[Collected data entries]
::::::
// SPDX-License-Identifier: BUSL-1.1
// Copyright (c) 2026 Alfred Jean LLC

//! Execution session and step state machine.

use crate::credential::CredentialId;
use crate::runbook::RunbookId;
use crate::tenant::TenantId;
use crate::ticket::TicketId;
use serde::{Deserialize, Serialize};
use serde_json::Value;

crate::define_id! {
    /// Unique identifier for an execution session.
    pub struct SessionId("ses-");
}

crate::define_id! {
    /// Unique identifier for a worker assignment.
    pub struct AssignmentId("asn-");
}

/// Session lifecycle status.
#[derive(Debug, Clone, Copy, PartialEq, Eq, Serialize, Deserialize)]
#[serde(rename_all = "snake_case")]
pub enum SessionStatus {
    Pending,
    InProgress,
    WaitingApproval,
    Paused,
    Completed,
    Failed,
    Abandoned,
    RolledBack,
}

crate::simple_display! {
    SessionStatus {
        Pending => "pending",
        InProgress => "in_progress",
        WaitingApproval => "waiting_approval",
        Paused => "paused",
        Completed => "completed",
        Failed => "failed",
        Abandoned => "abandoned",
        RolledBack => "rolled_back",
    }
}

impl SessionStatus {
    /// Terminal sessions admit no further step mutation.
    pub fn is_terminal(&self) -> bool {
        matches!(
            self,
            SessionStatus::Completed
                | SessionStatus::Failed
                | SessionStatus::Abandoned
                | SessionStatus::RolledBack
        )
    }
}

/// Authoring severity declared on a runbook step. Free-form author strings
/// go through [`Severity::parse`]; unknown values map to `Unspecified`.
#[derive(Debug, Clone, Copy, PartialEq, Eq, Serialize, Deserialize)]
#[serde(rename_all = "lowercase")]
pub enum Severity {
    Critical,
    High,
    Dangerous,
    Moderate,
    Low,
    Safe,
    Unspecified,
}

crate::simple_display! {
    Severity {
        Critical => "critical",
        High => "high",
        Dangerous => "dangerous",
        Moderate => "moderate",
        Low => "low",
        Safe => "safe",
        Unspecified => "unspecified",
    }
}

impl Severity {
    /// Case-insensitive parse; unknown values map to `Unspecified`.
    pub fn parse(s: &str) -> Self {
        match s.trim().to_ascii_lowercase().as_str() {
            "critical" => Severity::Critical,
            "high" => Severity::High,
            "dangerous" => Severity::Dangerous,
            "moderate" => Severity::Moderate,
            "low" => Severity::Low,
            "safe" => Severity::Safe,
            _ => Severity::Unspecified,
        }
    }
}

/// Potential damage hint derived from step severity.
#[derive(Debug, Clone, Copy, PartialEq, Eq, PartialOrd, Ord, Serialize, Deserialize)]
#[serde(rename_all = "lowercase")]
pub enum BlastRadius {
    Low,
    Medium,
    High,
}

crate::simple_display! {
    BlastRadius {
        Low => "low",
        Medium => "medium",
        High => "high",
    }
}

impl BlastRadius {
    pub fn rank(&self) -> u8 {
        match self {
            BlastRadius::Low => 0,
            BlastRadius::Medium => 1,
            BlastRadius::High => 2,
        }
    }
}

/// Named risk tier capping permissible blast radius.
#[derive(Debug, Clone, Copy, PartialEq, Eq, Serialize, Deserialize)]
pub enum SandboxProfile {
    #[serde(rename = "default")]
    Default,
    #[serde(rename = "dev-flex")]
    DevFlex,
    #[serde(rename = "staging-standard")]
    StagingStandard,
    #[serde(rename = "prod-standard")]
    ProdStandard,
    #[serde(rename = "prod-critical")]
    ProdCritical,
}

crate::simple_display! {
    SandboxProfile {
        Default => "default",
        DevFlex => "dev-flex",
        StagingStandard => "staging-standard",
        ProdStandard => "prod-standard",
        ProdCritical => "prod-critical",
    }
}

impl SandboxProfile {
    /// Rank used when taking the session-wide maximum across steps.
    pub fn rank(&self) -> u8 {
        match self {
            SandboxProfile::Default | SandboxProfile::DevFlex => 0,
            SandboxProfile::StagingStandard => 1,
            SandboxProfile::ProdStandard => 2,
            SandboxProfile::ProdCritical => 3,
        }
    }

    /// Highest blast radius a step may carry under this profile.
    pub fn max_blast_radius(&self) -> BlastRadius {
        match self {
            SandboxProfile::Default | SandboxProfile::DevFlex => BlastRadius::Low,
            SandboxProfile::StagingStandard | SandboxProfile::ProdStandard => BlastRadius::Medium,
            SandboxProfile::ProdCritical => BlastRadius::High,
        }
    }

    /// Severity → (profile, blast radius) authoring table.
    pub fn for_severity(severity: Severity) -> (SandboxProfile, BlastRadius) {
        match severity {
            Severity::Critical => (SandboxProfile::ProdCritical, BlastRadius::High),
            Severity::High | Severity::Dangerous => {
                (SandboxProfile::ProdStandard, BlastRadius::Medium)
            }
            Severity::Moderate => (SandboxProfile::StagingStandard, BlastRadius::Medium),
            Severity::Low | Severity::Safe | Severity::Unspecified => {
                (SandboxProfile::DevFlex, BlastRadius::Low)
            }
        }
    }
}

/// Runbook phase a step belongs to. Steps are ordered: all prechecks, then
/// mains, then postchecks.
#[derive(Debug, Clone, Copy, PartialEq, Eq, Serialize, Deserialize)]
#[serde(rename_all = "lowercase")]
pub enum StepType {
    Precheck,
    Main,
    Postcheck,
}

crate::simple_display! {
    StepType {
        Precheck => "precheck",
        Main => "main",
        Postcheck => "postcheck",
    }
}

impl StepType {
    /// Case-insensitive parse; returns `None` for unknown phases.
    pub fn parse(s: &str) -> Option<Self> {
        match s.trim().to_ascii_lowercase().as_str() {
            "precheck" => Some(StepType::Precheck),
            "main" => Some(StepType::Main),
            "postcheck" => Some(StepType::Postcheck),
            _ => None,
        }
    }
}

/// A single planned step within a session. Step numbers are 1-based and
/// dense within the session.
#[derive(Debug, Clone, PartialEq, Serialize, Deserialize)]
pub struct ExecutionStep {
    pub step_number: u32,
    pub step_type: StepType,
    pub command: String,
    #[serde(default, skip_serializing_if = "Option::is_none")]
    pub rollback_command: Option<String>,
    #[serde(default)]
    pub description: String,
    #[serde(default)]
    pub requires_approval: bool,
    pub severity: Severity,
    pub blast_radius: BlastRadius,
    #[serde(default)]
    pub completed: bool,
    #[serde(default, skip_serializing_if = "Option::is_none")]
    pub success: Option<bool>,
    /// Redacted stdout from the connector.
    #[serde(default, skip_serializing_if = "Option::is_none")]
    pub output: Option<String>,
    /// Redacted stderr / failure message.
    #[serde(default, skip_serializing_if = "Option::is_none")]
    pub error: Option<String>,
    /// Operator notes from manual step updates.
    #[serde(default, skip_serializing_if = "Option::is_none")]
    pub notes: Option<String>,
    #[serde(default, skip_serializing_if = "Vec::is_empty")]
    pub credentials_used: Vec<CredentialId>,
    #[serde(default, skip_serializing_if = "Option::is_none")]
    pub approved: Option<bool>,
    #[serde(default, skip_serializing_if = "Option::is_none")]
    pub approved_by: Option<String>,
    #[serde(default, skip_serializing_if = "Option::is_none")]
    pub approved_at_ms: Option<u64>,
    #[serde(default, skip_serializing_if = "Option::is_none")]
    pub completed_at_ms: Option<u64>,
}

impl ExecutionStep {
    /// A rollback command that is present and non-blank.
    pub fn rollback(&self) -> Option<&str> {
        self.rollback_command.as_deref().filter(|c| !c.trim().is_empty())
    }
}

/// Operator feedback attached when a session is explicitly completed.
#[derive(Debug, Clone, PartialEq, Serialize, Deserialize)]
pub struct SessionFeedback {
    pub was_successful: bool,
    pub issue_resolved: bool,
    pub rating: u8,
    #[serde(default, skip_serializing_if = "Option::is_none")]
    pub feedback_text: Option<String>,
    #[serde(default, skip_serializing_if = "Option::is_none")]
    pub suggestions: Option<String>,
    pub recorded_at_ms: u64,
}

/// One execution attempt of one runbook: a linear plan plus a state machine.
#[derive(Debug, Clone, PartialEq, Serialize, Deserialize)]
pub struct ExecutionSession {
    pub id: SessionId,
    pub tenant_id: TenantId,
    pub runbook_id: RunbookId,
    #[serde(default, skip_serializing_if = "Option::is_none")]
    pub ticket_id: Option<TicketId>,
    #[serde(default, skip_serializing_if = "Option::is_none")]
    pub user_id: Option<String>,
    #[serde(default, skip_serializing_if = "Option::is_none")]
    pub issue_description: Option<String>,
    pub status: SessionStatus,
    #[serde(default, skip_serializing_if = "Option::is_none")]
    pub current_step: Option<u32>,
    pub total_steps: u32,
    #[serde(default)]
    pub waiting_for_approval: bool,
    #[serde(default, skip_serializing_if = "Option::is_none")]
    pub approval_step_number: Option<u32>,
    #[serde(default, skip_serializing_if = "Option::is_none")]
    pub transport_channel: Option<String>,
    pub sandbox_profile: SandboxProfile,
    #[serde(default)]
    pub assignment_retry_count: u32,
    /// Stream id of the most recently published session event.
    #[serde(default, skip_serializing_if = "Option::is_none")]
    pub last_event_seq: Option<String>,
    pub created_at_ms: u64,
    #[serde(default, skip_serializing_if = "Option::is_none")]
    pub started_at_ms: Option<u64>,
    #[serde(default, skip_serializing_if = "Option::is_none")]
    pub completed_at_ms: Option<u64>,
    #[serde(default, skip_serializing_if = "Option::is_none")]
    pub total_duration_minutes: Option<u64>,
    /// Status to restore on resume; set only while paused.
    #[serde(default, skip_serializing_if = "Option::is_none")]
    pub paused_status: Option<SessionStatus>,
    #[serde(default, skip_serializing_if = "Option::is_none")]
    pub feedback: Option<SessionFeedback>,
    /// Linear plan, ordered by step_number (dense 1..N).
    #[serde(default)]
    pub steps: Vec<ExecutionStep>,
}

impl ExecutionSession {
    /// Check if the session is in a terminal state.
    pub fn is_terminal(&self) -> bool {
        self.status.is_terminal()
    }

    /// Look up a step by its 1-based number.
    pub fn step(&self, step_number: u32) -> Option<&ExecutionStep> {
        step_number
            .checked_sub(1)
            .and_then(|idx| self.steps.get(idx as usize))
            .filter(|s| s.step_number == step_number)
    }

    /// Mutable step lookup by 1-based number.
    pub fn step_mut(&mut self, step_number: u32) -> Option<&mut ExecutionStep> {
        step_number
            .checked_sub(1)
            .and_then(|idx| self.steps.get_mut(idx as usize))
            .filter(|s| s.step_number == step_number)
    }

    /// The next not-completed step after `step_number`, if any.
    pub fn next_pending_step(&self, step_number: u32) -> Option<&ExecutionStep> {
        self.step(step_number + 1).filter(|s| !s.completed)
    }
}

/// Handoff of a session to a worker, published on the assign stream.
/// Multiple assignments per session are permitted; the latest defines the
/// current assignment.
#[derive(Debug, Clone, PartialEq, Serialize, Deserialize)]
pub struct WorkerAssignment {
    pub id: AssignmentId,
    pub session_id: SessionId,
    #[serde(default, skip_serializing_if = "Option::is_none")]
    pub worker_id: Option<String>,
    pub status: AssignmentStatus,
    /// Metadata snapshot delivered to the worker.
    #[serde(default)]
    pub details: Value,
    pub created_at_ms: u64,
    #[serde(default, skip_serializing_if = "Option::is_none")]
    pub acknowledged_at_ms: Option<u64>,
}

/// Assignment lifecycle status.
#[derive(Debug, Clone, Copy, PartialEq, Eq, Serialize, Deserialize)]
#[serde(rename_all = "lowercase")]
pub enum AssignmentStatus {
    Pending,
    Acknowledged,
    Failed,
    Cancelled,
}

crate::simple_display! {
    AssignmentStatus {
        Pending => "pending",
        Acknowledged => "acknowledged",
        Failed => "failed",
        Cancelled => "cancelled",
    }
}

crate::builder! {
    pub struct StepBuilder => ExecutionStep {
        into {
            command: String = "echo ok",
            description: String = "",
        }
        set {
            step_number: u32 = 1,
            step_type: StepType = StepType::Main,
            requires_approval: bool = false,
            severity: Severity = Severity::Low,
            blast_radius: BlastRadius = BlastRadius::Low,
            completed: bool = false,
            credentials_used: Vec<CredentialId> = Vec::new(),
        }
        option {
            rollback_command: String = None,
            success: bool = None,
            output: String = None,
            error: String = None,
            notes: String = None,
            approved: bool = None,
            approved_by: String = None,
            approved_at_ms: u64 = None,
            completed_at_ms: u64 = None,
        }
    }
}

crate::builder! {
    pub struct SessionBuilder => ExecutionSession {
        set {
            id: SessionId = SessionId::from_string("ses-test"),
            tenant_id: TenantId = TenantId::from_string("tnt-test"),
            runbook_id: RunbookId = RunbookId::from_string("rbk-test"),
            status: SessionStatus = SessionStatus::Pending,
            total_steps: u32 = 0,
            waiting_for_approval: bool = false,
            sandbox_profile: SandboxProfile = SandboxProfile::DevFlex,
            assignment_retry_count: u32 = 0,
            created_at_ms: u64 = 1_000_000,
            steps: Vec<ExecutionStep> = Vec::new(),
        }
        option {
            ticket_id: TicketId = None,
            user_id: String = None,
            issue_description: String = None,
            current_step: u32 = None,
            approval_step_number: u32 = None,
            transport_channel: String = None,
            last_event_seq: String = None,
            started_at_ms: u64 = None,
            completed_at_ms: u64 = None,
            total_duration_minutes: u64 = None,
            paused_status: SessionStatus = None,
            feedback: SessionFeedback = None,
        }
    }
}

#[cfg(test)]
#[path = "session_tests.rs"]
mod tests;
::::::
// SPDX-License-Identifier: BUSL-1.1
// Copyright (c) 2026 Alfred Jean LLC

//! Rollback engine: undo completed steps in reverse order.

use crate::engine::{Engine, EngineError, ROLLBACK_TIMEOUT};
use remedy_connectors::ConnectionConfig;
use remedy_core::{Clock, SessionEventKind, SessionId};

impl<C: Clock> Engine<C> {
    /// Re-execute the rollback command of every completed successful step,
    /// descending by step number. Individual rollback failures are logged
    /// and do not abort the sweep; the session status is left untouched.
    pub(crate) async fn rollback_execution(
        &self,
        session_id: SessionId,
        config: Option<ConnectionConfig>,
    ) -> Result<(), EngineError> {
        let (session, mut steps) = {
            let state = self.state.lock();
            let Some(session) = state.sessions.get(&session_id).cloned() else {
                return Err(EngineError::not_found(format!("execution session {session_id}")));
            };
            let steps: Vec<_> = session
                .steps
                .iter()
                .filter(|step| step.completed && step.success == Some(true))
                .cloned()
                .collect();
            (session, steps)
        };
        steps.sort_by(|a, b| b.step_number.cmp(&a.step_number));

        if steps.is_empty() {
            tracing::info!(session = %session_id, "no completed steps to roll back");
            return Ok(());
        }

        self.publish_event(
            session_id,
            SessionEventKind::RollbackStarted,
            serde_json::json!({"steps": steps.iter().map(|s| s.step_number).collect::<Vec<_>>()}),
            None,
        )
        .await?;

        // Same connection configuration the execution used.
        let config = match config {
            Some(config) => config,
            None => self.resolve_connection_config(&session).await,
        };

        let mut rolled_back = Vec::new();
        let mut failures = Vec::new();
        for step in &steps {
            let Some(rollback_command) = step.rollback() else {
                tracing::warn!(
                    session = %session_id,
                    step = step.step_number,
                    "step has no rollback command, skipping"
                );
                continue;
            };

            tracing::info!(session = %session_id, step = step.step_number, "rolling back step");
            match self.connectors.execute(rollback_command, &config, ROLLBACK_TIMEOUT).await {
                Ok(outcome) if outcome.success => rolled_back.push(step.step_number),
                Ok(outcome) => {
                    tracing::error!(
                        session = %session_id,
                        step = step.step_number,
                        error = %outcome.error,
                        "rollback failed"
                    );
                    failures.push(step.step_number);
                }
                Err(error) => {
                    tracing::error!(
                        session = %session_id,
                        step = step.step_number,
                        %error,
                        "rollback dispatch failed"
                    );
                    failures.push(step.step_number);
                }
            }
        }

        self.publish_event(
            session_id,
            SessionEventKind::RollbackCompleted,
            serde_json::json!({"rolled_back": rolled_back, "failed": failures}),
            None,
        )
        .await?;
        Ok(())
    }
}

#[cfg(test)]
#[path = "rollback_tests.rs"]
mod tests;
::::::
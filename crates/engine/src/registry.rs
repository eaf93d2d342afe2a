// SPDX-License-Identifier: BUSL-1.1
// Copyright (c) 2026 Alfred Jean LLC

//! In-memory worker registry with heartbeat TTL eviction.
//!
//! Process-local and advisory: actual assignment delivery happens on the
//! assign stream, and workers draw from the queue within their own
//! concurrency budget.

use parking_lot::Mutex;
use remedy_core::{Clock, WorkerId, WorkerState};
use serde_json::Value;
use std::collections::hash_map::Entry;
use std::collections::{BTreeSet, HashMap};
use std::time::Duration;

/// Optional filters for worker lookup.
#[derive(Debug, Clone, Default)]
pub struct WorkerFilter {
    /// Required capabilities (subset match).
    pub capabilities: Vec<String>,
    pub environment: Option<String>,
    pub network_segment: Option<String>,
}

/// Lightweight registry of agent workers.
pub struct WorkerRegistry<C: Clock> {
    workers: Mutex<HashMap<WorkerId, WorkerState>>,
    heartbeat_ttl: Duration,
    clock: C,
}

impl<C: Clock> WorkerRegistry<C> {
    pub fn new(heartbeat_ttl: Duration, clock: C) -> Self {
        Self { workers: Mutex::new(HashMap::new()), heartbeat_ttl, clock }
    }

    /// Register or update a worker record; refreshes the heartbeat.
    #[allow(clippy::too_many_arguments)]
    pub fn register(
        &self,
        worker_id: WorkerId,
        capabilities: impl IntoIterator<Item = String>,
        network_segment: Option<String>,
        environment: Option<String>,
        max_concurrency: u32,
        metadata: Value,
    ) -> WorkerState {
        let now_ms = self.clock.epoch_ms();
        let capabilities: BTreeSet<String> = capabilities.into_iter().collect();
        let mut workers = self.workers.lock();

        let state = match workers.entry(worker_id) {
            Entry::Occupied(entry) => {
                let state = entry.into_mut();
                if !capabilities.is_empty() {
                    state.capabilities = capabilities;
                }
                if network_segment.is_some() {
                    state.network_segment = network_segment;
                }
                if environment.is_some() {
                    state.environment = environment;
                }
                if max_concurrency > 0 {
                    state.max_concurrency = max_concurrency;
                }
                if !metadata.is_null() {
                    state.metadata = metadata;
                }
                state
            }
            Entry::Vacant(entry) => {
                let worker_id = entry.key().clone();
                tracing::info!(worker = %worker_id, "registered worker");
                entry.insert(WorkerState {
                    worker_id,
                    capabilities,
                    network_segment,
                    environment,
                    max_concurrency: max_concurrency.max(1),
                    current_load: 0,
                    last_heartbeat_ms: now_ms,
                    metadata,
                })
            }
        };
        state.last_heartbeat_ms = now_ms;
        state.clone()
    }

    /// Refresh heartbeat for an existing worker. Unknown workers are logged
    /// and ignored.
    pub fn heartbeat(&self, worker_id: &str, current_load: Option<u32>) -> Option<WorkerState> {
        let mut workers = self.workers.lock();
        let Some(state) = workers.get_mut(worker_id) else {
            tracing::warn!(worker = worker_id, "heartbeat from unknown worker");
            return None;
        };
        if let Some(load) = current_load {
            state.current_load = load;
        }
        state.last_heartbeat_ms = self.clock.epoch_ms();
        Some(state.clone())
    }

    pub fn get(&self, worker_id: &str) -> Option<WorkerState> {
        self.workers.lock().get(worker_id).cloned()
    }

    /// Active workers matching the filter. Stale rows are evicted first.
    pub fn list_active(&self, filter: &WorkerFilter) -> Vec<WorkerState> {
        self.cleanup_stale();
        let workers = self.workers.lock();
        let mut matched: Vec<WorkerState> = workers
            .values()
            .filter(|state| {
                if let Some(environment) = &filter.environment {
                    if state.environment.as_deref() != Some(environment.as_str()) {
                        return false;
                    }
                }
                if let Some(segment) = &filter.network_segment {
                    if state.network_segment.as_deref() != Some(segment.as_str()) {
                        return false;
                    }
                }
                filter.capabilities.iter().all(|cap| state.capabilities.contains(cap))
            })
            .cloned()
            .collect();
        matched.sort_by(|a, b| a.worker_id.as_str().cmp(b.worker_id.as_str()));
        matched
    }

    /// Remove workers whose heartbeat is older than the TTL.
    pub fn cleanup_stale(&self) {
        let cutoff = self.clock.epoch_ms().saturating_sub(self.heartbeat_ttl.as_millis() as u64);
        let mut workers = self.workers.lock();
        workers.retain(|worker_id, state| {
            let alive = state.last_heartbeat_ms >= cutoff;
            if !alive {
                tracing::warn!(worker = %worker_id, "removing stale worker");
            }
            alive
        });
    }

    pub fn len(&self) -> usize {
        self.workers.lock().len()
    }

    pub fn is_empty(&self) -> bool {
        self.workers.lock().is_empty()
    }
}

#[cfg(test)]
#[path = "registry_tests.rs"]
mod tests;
::::::
▶ **EXERCISE DETAILS**: Each line that includes the string "usize" should be copied from the data.

▶ **RESPONSE TO THE EXERCISE**:
            .and_then(|idx| self.steps.get(idx as usize))
            .and_then(|idx| self.steps.get_mut(idx as usize))
    pub fn len(&self) -> usize {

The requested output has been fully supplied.